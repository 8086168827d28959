use serde::{Deserialize, Serialize};
use thiserror::Error;
use uuid::Uuid;

use super::Timestamp;
use crate::constants::{MAX_TITLE_CHARS, MIN_DESCRIPTION_CHARS, PHONE_DIGITS, POSTAL_CODE_DIGITS};

// =============================================================================
// Wizard steps
// =============================================================================

#[derive(Debug, Clone, Copy, PartialEq, Eq, PartialOrd, Ord, Hash, Serialize, Deserialize)]
#[serde(rename_all = "snake_case")]
pub enum WizardStep {
    Details,
    Dimensions,
    Pricing,
    Location,
    Contact,
    Delivery,
    Review,
}

impl WizardStep {
    pub const ALL: [WizardStep; 7] = [
        Self::Details,
        Self::Dimensions,
        Self::Pricing,
        Self::Location,
        Self::Contact,
        Self::Delivery,
        Self::Review,
    ];

    pub fn index(self) -> usize {
        Self::ALL.iter().position(|s| *s == self).unwrap_or(0)
    }

    pub fn next(self) -> Option<Self> {
        Self::ALL.get(self.index() + 1).copied()
    }

    pub fn prev(self) -> Option<Self> {
        self.index().checked_sub(1).map(|i| Self::ALL[i])
    }

    pub fn label(self) -> &'static str {
        match self {
            Self::Details => "Details",
            Self::Dimensions => "Dimensions",
            Self::Pricing => "Pricing",
            Self::Location => "Location",
            Self::Contact => "Contact",
            Self::Delivery => "Delivery",
            Self::Review => "Review",
        }
    }
}

// =============================================================================
// Field groups
// =============================================================================

#[derive(Debug, Clone, Copy, PartialEq, Eq, Serialize, Deserialize)]
#[serde(rename_all = "snake_case")]
pub enum Category {
    Sofa,
    Bed,
    Table,
    Chair,
    Storage,
    Decor,
    Other,
}

#[derive(Debug, Clone, Copy, PartialEq, Eq, Serialize, Deserialize)]
#[serde(rename_all = "snake_case")]
pub enum Condition {
    New,
    LikeNew,
    Good,
    Fair,
}

#[derive(Debug, Clone, Default, PartialEq, Serialize, Deserialize)]
pub struct ListingDetails {
    pub title: String,
    pub category: Option<Category>,
    pub condition: Option<Condition>,
    pub description: String,
}

#[derive(Debug, Clone, Copy, PartialEq, Eq, Serialize, Deserialize, Default)]
#[serde(rename_all = "snake_case")]
pub enum DimensionUnit {
    #[default]
    Cm,
    Inch,
}

#[derive(Debug, Clone, Default, PartialEq, Serialize, Deserialize)]
pub struct Dimensions {
    pub width: Option<f64>,
    pub height: Option<f64>,
    pub depth: Option<f64>,
    pub unit: DimensionUnit,
}

#[derive(Debug, Clone, Default, PartialEq, Eq, Serialize, Deserialize)]
pub struct Pricing {
    pub price: Option<u64>,
    /// Retail price when new, shown struck through
    pub original_price: Option<u64>,
    pub negotiable: bool,
}

#[derive(Debug, Clone, Default, PartialEq, Eq, Serialize, Deserialize)]
pub struct Address {
    pub line1: String,
    pub city: String,
    pub state: String,
    pub postal_code: String,
}

#[derive(Debug, Clone, Copy, PartialEq, Eq, Serialize, Deserialize, Default)]
#[serde(rename_all = "snake_case")]
pub enum ContactMethod {
    #[default]
    Chat,
    Phone,
    Email,
}

#[derive(Debug, Clone, Default, PartialEq, Eq, Serialize, Deserialize)]
pub struct ContactInfo {
    pub name: String,
    pub phone: String,
    pub email: String,
    pub preferred: ContactMethod,
}

#[derive(Debug, Clone, PartialEq, Eq, Serialize, Deserialize)]
pub struct DeliveryOptions {
    pub pickup: bool,
    pub delivery: bool,
    /// Only kept when `delivery` is offered
    pub delivery_fee: Option<u64>,
    pub notes: String,
}

impl Default for DeliveryOptions {
    fn default() -> Self {
        Self {
            pickup: true,
            delivery: false,
            delivery_fee: None,
            notes: String::new(),
        }
    }
}

// =============================================================================
// Validation
// =============================================================================

#[derive(Debug, Clone, PartialEq, Eq, Serialize)]
pub struct FieldError {
    pub field: &'static str,
    pub message: String,
}

impl FieldError {
    fn new(field: &'static str, message: impl Into<String>) -> Self {
        Self {
            field,
            message: message.into(),
        }
    }
}

#[derive(Debug, Error, PartialEq)]
pub enum WizardError {
    #[error("{step:?} step has {} invalid field(s)", .errors.len())]
    Invalid {
        step: WizardStep,
        errors: Vec<FieldError>,
    },
    #[error("already at the last step")]
    AtEnd,
}

fn is_digits(value: &str, len: usize) -> bool {
    value.len() == len && value.chars().all(|c| c.is_ascii_digit())
}

fn looks_like_email(value: &str) -> bool {
    match value.split_once('@') {
        Some((local, domain)) => {
            !local.is_empty()
                && domain
                    .split_once('.')
                    .is_some_and(|(host, tld)| !host.is_empty() && !tld.is_empty())
        }
        None => false,
    }
}

impl ListingDetails {
    fn validate(&self) -> Vec<FieldError> {
        let mut errors = Vec::new();
        let title = self.title.trim();
        if title.is_empty() {
            errors.push(FieldError::new("title", "Title is required"));
        } else if title.chars().count() > MAX_TITLE_CHARS {
            errors.push(FieldError::new(
                "title",
                format!("Title must be at most {MAX_TITLE_CHARS} characters"),
            ));
        }
        if self.category.is_none() {
            errors.push(FieldError::new("category", "Choose a category"));
        }
        if self.condition.is_none() {
            errors.push(FieldError::new("condition", "Choose a condition"));
        }
        if self.description.trim().chars().count() < MIN_DESCRIPTION_CHARS {
            errors.push(FieldError::new(
                "description",
                format!("Description needs at least {MIN_DESCRIPTION_CHARS} characters"),
            ));
        }
        errors
    }
}

impl Dimensions {
    fn validate(&self) -> Vec<FieldError> {
        let mut errors = Vec::new();
        for (field, value, required) in [
            ("width", self.width, true),
            ("height", self.height, true),
            ("depth", self.depth, false),
        ] {
            match value {
                None if required => errors.push(FieldError::new(field, "Required")),
                Some(v) if !(v.is_finite() && v > 0.0) => {
                    errors.push(FieldError::new(field, "Must be greater than zero"))
                }
                _ => {}
            }
        }
        errors
    }
}

impl Pricing {
    fn validate(&self) -> Vec<FieldError> {
        let mut errors = Vec::new();
        match self.price {
            None | Some(0) => errors.push(FieldError::new("price", "Enter a price")),
            Some(price) => {
                if self.original_price.is_some_and(|original| original < price) {
                    errors.push(FieldError::new(
                        "original_price",
                        "Original price cannot be below the asking price",
                    ));
                }
            }
        }
        errors
    }
}

impl Address {
    fn validate(&self) -> Vec<FieldError> {
        let mut errors = Vec::new();
        if self.city.trim().is_empty() {
            errors.push(FieldError::new("city", "City is required"));
        }
        if !is_digits(self.postal_code.trim(), POSTAL_CODE_DIGITS) {
            errors.push(FieldError::new(
                "postal_code",
                format!("Postal code must be {POSTAL_CODE_DIGITS} digits"),
            ));
        }
        errors
    }
}

impl ContactInfo {
    fn validate(&self) -> Vec<FieldError> {
        let mut errors = Vec::new();
        if self.name.trim().is_empty() {
            errors.push(FieldError::new("name", "Name is required"));
        }

        let phone = self.phone.trim();
        let email = self.email.trim();
        if phone.is_empty() && email.is_empty() {
            errors.push(FieldError::new("phone", "Add a phone number or email"));
        }
        if !phone.is_empty() && !is_digits(phone, PHONE_DIGITS) {
            errors.push(FieldError::new(
                "phone",
                format!("Phone must be {PHONE_DIGITS} digits"),
            ));
        }
        if !email.is_empty() && !looks_like_email(email) {
            errors.push(FieldError::new("email", "Enter a valid email"));
        }
        match self.preferred {
            ContactMethod::Phone if phone.is_empty() => {
                errors.push(FieldError::new("preferred", "No phone number to contact"))
            }
            ContactMethod::Email if email.is_empty() => {
                errors.push(FieldError::new("preferred", "No email to contact"))
            }
            _ => {}
        }
        errors
    }
}

impl DeliveryOptions {
    fn validate(&self) -> Vec<FieldError> {
        let mut errors = Vec::new();
        if !self.pickup && !self.delivery {
            errors.push(FieldError::new(
                "delivery",
                "Offer pickup, delivery, or both",
            ));
        }
        errors
    }
}

// =============================================================================
// ListingDraft - the wizard state machine
// =============================================================================

/// A completed listing produced by [`ListingDraft::submit`].
#[derive(Debug, Clone, PartialEq, Serialize)]
pub struct Listing {
    pub id: String,
    pub details: ListingDetails,
    pub dimensions: Dimensions,
    pub pricing: Pricing,
    pub address: Address,
    pub contact: ContactInfo,
    pub delivery: DeliveryOptions,
    pub created_at: Timestamp,
}

/// State of the multi-step "create listing" form.
///
/// Each field group has its own update function; there is no string-keyed
/// setter. Moving forward requires the current step to validate, moving
/// back never does.
#[derive(Debug, Clone, Default, PartialEq)]
pub struct ListingDraft {
    step: Option<WizardStep>,
    details: ListingDetails,
    dimensions: Dimensions,
    pricing: Pricing,
    address: Address,
    contact: ContactInfo,
    delivery: DeliveryOptions,
}

impl ListingDraft {
    pub fn new() -> Self {
        Self::default()
    }

    /// Prefill contact details from the signed-in user.
    pub fn for_seller(name: &str, email: &str) -> Self {
        let mut draft = Self::new();
        draft.update_contact(|c| {
            c.name = name.to_string();
            c.email = email.to_string();
        });
        draft
    }

    pub fn step(&self) -> WizardStep {
        self.step.unwrap_or(WizardStep::Details)
    }

    pub fn details(&self) -> &ListingDetails {
        &self.details
    }

    pub fn dimensions(&self) -> &Dimensions {
        &self.dimensions
    }

    pub fn pricing(&self) -> &Pricing {
        &self.pricing
    }

    pub fn address(&self) -> &Address {
        &self.address
    }

    pub fn contact(&self) -> &ContactInfo {
        &self.contact
    }

    pub fn delivery(&self) -> &DeliveryOptions {
        &self.delivery
    }

    // ===== Per-group updates =====

    pub fn update_details(&mut self, f: impl FnOnce(&mut ListingDetails)) {
        f(&mut self.details);
    }

    pub fn update_dimensions(&mut self, f: impl FnOnce(&mut Dimensions)) {
        f(&mut self.dimensions);
    }

    pub fn update_pricing(&mut self, f: impl FnOnce(&mut Pricing)) {
        f(&mut self.pricing);
    }

    pub fn update_address(&mut self, f: impl FnOnce(&mut Address)) {
        f(&mut self.address);
    }

    pub fn update_contact(&mut self, f: impl FnOnce(&mut ContactInfo)) {
        f(&mut self.contact);
    }

    pub fn update_delivery(&mut self, f: impl FnOnce(&mut DeliveryOptions)) {
        f(&mut self.delivery);
        if !self.delivery.delivery {
            self.delivery.delivery_fee = None;
        }
    }

    // ===== Transitions =====

    pub fn validate(&self, step: WizardStep) -> Vec<FieldError> {
        match step {
            WizardStep::Details => self.details.validate(),
            WizardStep::Dimensions => self.dimensions.validate(),
            WizardStep::Pricing => self.pricing.validate(),
            WizardStep::Location => self.address.validate(),
            WizardStep::Contact => self.contact.validate(),
            WizardStep::Delivery => self.delivery.validate(),
            WizardStep::Review => Vec::new(),
        }
    }

    fn check(&self, step: WizardStep) -> Result<(), WizardError> {
        let errors = self.validate(step);
        if errors.is_empty() {
            Ok(())
        } else {
            Err(WizardError::Invalid { step, errors })
        }
    }

    /// Advance one step if the current one is valid.
    pub fn next(&mut self) -> Result<WizardStep, WizardError> {
        let current = self.step();
        self.check(current)?;
        let next = current.next().ok_or(WizardError::AtEnd)?;
        self.step = Some(next);
        Ok(next)
    }

    /// Go back one step; stays on the first step.
    pub fn back(&mut self) -> WizardStep {
        let prev = self.step().prev().unwrap_or(WizardStep::Details);
        self.step = Some(prev);
        prev
    }

    /// Jump to a step. Backwards is always allowed; forwards requires every
    /// step before the target to be valid.
    pub fn go_to(&mut self, target: WizardStep) -> Result<WizardStep, WizardError> {
        if target > self.step() {
            for step in WizardStep::ALL.iter().take(target.index()) {
                self.check(*step)?;
            }
        }
        self.step = Some(target);
        Ok(target)
    }

    /// Validate every step and produce the listing.
    pub fn submit(&self, now: Timestamp) -> Result<Listing, WizardError> {
        for step in WizardStep::ALL {
            self.check(step)?;
        }

        let mut details = self.details.clone();
        details.title = details.title.trim().to_string();
        details.description = details.description.trim().to_string();

        Ok(Listing {
            id: format!("listing-{}", Uuid::new_v4()),
            details,
            dimensions: self.dimensions.clone(),
            pricing: self.pricing.clone(),
            address: self.address.clone(),
            contact: self.contact.clone(),
            delivery: self.delivery.clone(),
            created_at: now,
        })
    }
}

= = = = =

* WHAT YOU ARE ASKED TO DO *
Lines above that contain the string "depth" make up the answer.

* SOLUTION FOR THIS TASK *
    pub depth: Option<f64>,
            ("depth", self.depth, false),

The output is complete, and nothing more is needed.